I have a python script that searches for images on a web page and it's supposed to download them to folder named 'downloaded'. Last 2-3 lines are problematic, I don't know how to write the correct 'with open' code.
The biggest part of the script is fine, lines 42-43 give an error
import os
import requests
from bs4 import BeautifulSoup
downloadDirectory = "downloaded"
baseUrl = "http://pythonscraping.com"
def getAbsoluteURL(baseUrl, source):
if source.startswith("http://www."):
url = "http://"+source[11:]
elif source.startswith("http://"):
url = source
elif source.startswith("www."):
url = source[4:]
url = "http://"+source
else:
url = baseUrl+"/"+source
if baseUrl not in url:
return None
return url
def getDownloadPath(baseUrl, absoluteUrl, downloadDirectory):
path = absoluteUrl.replace("www.", "")
path = path.replace(baseUrl, "")
path = downloadDirectory+path
directory = os.path.dirname(path)
if not os.path.exists(directory):
os.makedirs(directory)
return path
html = requests.get("http://www.pythonscraping.com")
bsObj = BeautifulSoup(html.content, 'html.parser')
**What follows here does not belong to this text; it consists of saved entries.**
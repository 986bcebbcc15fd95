//! Nanosecond ledger of when an invocation reached each lifecycle phase.
//!
//! Consumer side:
//!
//! ```text
//! start -> create -> handlers-request -> filters-request -> get-connection
//!       -> send -> write-to-buffer -> receive-response -> filters-response
//!       -> handlers-response -> finish
//! ```
//!
//! Provider side:
//!
//! ```text
//! start -> schedule -> execution -> create -> handlers-request
//!       -> business-method -> handlers-response -> send-response -> finish
//! ```
//!
//! An edge invocation records the union of both. Every instant is written by
//! the pipeline's own call sequence, at most once per phase; writing a phase
//! twice is a caller bug and simply overwrites the earlier value.

use std::fmt;
use std::sync::Arc;

use crate::clock::{MonotonicClock, NanoClock};

/// Value returned by duration accessors when either instant is unset.
pub const NOT_REACHED: f64 = f64::NAN;

/// Stage labels, as reported by [`StageTrace::stages`].
pub mod stage {
    pub const PREPARE: &str = "prepare";
    pub const QUEUE: &str = "queue";
    pub const HANDLERS_REQUEST: &str = "handlers-request";
    pub const CONNECTION: &str = "connection";
    pub const WRITE: &str = "write";
    pub const WAIT: &str = "wait";
    pub const BUSINESS: &str = "business";
    pub const FILTERS_RESPONSE: &str = "filters-response";
    pub const HANDLERS_RESPONSE: &str = "handlers-response";
    pub const SEND_RESPONSE: &str = "send-response";
    pub const TOTAL: &str = "total";
}

/// Timestamp ledger for one invocation. `0` means "not reached".
#[derive(Clone)]
pub struct StageTrace {
    clock: Arc<dyn NanoClock>,
    start_millis: u64,
    start: u64,
    finish_create_invocation: u64,
    start_schedule: u64,
    start_execution: u64,
    start_handlers_request: u64,
    start_filters_request: u64,
    start_get_connection: u64,
    finish_get_connection: u64,
    start_send: u64,
    finish_write_to_buffer: u64,
    finish_receive_response: u64,
    start_business_method: u64,
    finish_business_method: u64,
    start_filters_response: u64,
    finish_filters_response: u64,
    finish_handlers_response: u64,
    start_send_response: u64,
    finish: u64,
}

impl fmt::Debug for StageTrace {
    fn fmt(&self, f: &mut fmt::Formatter<'_>) -> fmt::Result {
        let mut s = f.debug_struct("StageTrace");
        s.field("start", &self.start);
        for (name, nanos) in self.stages() {
            if !nanos.is_nan() {
                s.field(name, &nanos);
            }
        }
        s.finish()
    }
}

impl Default for StageTrace {
    fn default() -> Self {
        Self::new(Arc::new(MonotonicClock))
    }
}

/// Subtracts two instants, yielding [`NOT_REACHED`] if either is unset.
#[must_use]
#[allow(clippy::cast_precision_loss)]
pub fn calc(finish: u64, start: u64) -> f64 {
    if finish == 0 || start == 0 {
        return NOT_REACHED;
    }
    finish.saturating_sub(start) as f64
}

macro_rules! instants {
    ($($(#[$doc:meta])* $field:ident),* $(,)?) => {
        $(
            $(#[$doc])*
            pub fn $field(&mut self) {
                self.$field = self.clock.nano_time();
            }
        )*
    };
}

impl StageTrace {
    /// Empty trace reading instants from `clock`.
    #[must_use]
    pub fn new(clock: Arc<dyn NanoClock>) -> Self {
        Self {
            clock,
            start_millis: 0,
            start: 0,
            finish_create_invocation: 0,
            start_schedule: 0,
            start_execution: 0,
            start_handlers_request: 0,
            start_filters_request: 0,
            start_get_connection: 0,
            finish_get_connection: 0,
            start_send: 0,
            finish_write_to_buffer: 0,
            finish_receive_response: 0,
            start_business_method: 0,
            finish_business_method: 0,
            start_filters_response: 0,
            finish_filters_response: 0,
            finish_handlers_response: 0,
            start_send_response: 0,
            finish: 0,
        }
    }

    /// The clock all instants are read from.
    #[must_use]
    pub fn clock(&self) -> &Arc<dyn NanoClock> {
        &self.clock
    }

    /// Current reading of the trace's clock.
    #[must_use]
    pub fn now(&self) -> u64 {
        self.clock.nano_time()
    }

    /// Anchors the call start at `nanos` (e.g. when the inbound frame arrived),
    /// and records the wall-clock start.
    pub fn start(&mut self, nanos: u64) {
        self.start = nanos;
        self.start_millis = self.clock.millis_time();
    }

    instants! {
        finish_create_invocation,
        /// Provider: handed to the operation's executor.
        start_schedule,
        /// Provider: began running on the executor.
        start_execution,
        start_handlers_request,
        /// Consumer: request reached the transport filters.
        start_filters_request,
        start_get_connection,
        finish_get_connection,
        start_send,
        finish_write_to_buffer,
        finish_receive_response,
        start_business_method,
        finish_business_method,
        start_filters_response,
        finish_filters_response,
        finish_handlers_response,
        start_send_response,
        finish,
    }

    /// Records the queue-in instant taken before this trace existed.
    pub fn start_schedule_at(&mut self, nanos: u64) {
        self.start_schedule = nanos;
    }

    /// Records the executor start instant taken before this trace existed.
    pub fn start_execution_at(&mut self, nanos: u64) {
        self.start_execution = nanos;
    }

    /// Records when the transport's reader task saw the reply.
    pub fn finish_receive_response_at(&mut self, nanos: u64) {
        self.finish_receive_response = nanos;
    }

    /// Wall-clock start in Unix millis, `0` before [`start`](Self::start).
    #[must_use]
    pub fn start_millis(&self) -> u64 {
        self.start_millis
    }

    /// Call start instant.
    #[must_use]
    pub fn start_nanos(&self) -> u64 {
        self.start
    }

    /// Call finish instant.
    #[must_use]
    pub fn finish_nanos(&self) -> u64 {
        self.finish
    }

    /// Instant the provider call was queued.
    #[must_use]
    pub fn start_schedule_nanos(&self) -> u64 {
        self.start_schedule
    }

    /// Instant the business method was entered.
    #[must_use]
    pub fn start_business_method_nanos(&self) -> u64 {
        self.start_business_method
    }

    /// Instant the business method returned.
    #[must_use]
    pub fn finish_business_method_nanos(&self) -> u64 {
        self.finish_business_method
    }

    /// Instant a connection was obtained.
    #[must_use]
    pub fn finish_get_connection_nanos(&self) -> u64 {
        self.finish_get_connection
    }

    /// Instant the request was queued for writing.
    #[must_use]
    pub fn finish_write_to_buffer_nanos(&self) -> u64 {
        self.finish_write_to_buffer
    }

    /// Instant the reply was read off the socket.
    #[must_use]
    pub fn finish_receive_response_nanos(&self) -> u64 {
        self.finish_receive_response
    }

    /// Instant reply decoding began.
    #[must_use]
    pub fn start_filters_response_nanos(&self) -> u64 {
        self.start_filters_response
    }

    /// Instant reply decoding ended.
    #[must_use]
    pub fn finish_filters_response_nanos(&self) -> u64 {
        self.finish_filters_response
    }

    /// Time spent building the record.
    #[must_use]
    pub fn calc_prepare(&self) -> f64 {
        calc(self.finish_create_invocation, self.start)
    }

    /// Time waiting on the executor queue.
    #[must_use]
    pub fn calc_queue(&self) -> f64 {
        calc(self.start_execution, self.start_schedule)
    }

    /// Time in handlers before the transport or business method.
    #[must_use]
    pub fn calc_handlers_request(&self) -> f64 {
        let end = if self.start_filters_request != 0 {
            self.start_filters_request
        } else {
            self.start_business_method
        };
        calc(end, self.start_handlers_request)
    }

    /// Time to obtain a connection.
    #[must_use]
    pub fn calc_get_connection(&self) -> f64 {
        calc(self.finish_get_connection, self.start_get_connection)
    }

    /// Time to encode and queue the request.
    #[must_use]
    pub fn calc_write(&self) -> f64 {
        calc(self.finish_write_to_buffer, self.start_send)
    }

    /// Time between queueing the request and reading the reply.
    #[must_use]
    pub fn calc_wait(&self) -> f64 {
        calc(self.finish_receive_response, self.finish_write_to_buffer)
    }

    /// Time inside the business method.
    #[must_use]
    pub fn calc_business(&self) -> f64 {
        calc(self.finish_business_method, self.start_business_method)
    }

    /// Time decoding the reply.
    #[must_use]
    pub fn calc_filters_response(&self) -> f64 {
        calc(self.finish_filters_response, self.start_filters_response)
    }

    /// Time in handlers after the reply or business method.
    #[must_use]
    pub fn calc_handlers_response(&self) -> f64 {
        let begin = if self.finish_filters_response != 0 {
            self.finish_filters_response
        } else {
            self.finish_business_method
        };
        calc(self.finish_handlers_response, begin)
    }

    /// Time to send the provider response.
    #[must_use]
    pub fn calc_send_response(&self) -> f64 {
        calc(self.finish, self.start_send_response)
    }

    /// Start to finish.
    #[must_use]
    pub fn calc_total(&self) -> f64 {
        calc(self.finish, self.start)
    }

    /// All derived durations in pipeline order, unset ones as [`NOT_REACHED`].
    #[must_use]
    pub fn stages(&self) -> [(&'static str, f64); 11] {
        [
            (stage::PREPARE, self.calc_prepare()),
            (stage::QUEUE, self.calc_queue()),
            (stage::HANDLERS_REQUEST, self.calc_handlers_request()),
            (stage::CONNECTION, self.calc_get_connection()),
            (stage::WRITE, self.calc_write()),
            (stage::WAIT, self.calc_wait()),
            (stage::BUSINESS, self.calc_business()),
            (stage::FILTERS_RESPONSE, self.calc_filters_response()),
            (stage::HANDLERS_RESPONSE, self.calc_handlers_response()),
            (stage::SEND_RESPONSE, self.calc_send_response()),
            (stage::TOTAL, self.calc_total()),
        ]
    }
}
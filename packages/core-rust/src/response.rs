//! The single result shape every invocation completes with.

use std::collections::BTreeMap;

use http::StatusCode;
use serde::de::DeserializeOwned;

use crate::error::InvocationError;

/// Outcome of one invocation, success or failure.
///
/// Everything that crosses the network boundary becomes a `Response`;
/// failures raised before a call is built use the same shape.
#[derive(Debug, Clone, PartialEq)]
pub struct Response {
    status: StatusCode,
    headers: BTreeMap<String, String>,
    result: Result<Option<rmpv::Value>, InvocationError>,
}

impl Response {
    /// `200` carrying `value`.
    #[must_use]
    pub fn success(value: rmpv::Value) -> Self {
        Self::ok(Some(value))
    }

    /// `200` with no body (void operation).
    #[must_use]
    pub fn void() -> Self {
        Self::ok(None)
    }

    #[must_use]
    pub fn ok(value: Option<rmpv::Value>) -> Self {
        Self {
            status: StatusCode::OK,
            headers: BTreeMap::new(),
            result: Ok(value),
        }
    }

    #[must_use]
    pub fn failure(err: InvocationError) -> Self {
        Self {
            status: err.status,
            headers: BTreeMap::new(),
            result: Err(err),
        }
    }

    /// Overrides the status, keeping a failure's own status in sync.
    #[must_use]
    pub fn with_status(mut self, status: StatusCode) -> Self {
        self.status = status;
        if let Err(err) = &mut self.result {
            err.status = status;
        }
        self
    }

    #[must_use]
    pub fn with_header(mut self, name: impl Into<String>, value: impl Into<String>) -> Self {
        self.headers.insert(name.into(), value.into());
        self
    }

    #[must_use]
    pub fn status(&self) -> StatusCode {
        self.status
    }

    /// Canonical reason for successes, the error message for failures.
    #[must_use]
    pub fn reason(&self) -> &str {
        match &self.result {
            Ok(_) => self.status.canonical_reason().unwrap_or(""),
            Err(err) => &err.message,
        }
    }

    #[must_use]
    pub fn is_success(&self) -> bool {
        self.result.is_ok()
    }

    #[must_use]
    pub fn headers(&self) -> &BTreeMap<String, String> {
        &self.headers
    }

    pub fn headers_mut(&mut self) -> &mut BTreeMap<String, String> {
        &mut self.headers
    }

    #[must_use]
    pub fn result(&self) -> Result<Option<&rmpv::Value>, &InvocationError> {
        self.result.as_ref().map(Option::as_ref)
    }

    #[must_use]
    pub fn error(&self) -> Option<&InvocationError> {
        self.result.as_ref().err()
    }

    /// # Errors
    ///
    /// Returns the failure if the invocation did not succeed.
    pub fn into_result(self) -> Result<Option<rmpv::Value>, InvocationError> {
        self.result
    }

    /// Deserializes the success value into `T`. Void results decode `Nil`.
    ///
    /// # Errors
    ///
    /// Returns the failure unchanged, or a consumer failure if the value does
    /// not match `T`.
    pub fn decode<T: DeserializeOwned>(self) -> Result<T, InvocationError> {
        let value = self.result?.unwrap_or(rmpv::Value::Nil);
        rmpv::ext::from_value(value)
            .map_err(|e| InvocationError::consumer_fail(format!("result decode failed: {e}")))
    }
}

impl From<InvocationError> for Response {
    fn from(err: InvocationError) -> Self {
        Self::failure(err)
    }
}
downloadList = bsObj.find_all(src=True)
for download in downloadList:
fileUrl = getAbsoluteURL(baseUrl,download["src"])
if fileUrl is not None:
print(fileUrl)
with open(fileUrl, getDownloadPath(baseUrl, fileUrl, downloadDirectory), 'wb') as out_file:
out_file.write(fileUrl.content)
It opens downloaded folder on my computer and misc folder within it. And it gives a traceback error.
Traceback:
http://pythonscraping.com/misc/jquery.js?v=1.4.4
Traceback (most recent call last):
File "C:\Python36\kodovi\downloaded.py", line 43, in <module>
with open(fileUrl, getDownloadPath(baseUrl, fileUrl, downloadDirectory), 'wb
') as out_file:
TypeError: an integer is required (got type str)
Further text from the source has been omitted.